Saved entries:
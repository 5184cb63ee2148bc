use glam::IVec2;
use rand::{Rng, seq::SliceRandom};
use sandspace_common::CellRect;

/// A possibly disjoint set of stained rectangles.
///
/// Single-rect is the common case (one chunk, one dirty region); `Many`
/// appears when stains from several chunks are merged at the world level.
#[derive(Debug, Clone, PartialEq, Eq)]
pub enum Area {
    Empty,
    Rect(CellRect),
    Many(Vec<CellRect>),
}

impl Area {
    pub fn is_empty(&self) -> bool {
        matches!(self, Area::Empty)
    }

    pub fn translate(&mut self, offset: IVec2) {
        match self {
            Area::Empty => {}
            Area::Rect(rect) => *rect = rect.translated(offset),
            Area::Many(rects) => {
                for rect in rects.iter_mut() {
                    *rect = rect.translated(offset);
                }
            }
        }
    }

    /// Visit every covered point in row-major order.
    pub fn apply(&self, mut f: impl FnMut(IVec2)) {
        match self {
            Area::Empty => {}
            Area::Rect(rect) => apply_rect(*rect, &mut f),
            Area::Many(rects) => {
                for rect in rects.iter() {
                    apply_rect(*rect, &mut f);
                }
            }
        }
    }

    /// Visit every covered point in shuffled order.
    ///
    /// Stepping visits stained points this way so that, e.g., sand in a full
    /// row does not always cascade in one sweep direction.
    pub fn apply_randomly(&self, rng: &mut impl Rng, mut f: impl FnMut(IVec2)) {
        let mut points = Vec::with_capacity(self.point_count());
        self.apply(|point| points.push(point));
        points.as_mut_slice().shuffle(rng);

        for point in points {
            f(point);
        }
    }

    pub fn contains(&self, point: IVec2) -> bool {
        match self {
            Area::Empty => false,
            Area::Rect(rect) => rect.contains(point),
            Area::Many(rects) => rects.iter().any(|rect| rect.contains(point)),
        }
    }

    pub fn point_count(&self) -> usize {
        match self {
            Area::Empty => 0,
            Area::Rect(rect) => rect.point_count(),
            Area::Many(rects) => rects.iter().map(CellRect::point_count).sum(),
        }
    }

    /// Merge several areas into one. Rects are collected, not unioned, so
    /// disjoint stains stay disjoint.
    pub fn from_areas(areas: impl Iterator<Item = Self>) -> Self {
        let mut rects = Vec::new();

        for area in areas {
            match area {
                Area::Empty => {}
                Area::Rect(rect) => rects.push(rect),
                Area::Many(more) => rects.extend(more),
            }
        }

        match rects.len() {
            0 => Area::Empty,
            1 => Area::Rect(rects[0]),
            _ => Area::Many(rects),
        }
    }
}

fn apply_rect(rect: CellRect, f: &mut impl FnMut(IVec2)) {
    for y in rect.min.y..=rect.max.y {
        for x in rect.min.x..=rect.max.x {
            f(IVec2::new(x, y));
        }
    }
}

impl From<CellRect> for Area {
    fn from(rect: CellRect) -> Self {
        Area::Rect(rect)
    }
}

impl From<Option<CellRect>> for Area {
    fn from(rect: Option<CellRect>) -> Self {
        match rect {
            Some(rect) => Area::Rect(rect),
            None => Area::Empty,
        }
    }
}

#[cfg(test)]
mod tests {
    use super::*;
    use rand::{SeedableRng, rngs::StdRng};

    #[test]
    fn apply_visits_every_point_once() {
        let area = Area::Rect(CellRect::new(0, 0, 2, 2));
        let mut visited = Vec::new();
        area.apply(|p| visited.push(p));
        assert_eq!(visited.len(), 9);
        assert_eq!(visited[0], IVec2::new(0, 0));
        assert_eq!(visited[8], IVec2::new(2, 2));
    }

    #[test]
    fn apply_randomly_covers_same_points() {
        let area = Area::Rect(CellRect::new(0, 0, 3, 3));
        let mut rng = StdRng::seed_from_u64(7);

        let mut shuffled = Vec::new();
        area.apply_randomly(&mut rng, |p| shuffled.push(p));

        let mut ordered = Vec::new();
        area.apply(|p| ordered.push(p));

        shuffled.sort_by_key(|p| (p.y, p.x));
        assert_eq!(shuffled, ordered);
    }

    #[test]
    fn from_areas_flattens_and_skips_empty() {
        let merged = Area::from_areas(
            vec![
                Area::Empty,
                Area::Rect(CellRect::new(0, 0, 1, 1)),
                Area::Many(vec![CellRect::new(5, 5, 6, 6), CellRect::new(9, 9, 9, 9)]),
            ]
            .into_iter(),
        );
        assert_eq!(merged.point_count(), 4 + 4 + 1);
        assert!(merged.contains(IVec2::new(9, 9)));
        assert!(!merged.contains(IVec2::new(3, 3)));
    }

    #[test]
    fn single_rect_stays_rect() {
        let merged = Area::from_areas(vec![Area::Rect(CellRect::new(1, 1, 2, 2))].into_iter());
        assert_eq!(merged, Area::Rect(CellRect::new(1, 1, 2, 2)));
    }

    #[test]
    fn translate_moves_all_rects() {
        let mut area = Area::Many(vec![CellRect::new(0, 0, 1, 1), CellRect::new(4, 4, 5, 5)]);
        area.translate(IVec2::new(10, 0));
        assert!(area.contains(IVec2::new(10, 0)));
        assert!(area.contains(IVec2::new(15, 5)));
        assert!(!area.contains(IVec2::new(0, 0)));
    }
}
--
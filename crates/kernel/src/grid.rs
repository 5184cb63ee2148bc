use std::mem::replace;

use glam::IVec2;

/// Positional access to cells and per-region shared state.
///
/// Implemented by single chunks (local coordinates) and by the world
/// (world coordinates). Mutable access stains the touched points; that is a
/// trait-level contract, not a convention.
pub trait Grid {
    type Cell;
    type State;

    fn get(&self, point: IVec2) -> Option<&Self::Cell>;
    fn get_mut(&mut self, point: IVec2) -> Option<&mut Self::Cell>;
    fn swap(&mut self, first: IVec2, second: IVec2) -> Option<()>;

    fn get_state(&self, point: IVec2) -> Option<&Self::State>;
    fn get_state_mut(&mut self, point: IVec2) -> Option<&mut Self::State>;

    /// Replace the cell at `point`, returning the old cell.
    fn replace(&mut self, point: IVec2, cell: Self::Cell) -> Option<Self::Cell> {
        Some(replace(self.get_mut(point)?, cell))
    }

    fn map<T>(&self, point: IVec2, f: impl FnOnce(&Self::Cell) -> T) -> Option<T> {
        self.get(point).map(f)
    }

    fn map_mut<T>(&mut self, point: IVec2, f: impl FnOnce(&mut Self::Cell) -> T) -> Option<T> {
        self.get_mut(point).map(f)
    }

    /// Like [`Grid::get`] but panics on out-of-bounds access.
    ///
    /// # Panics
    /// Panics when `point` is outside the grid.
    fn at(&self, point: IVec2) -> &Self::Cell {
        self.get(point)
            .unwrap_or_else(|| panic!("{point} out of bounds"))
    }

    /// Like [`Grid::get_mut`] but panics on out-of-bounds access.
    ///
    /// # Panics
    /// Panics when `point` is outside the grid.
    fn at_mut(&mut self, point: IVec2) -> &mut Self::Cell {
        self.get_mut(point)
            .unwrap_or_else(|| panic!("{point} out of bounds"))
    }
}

# Exercise prompt
Check each line above for "merged" and please state only how many have it.

# Expected answer
7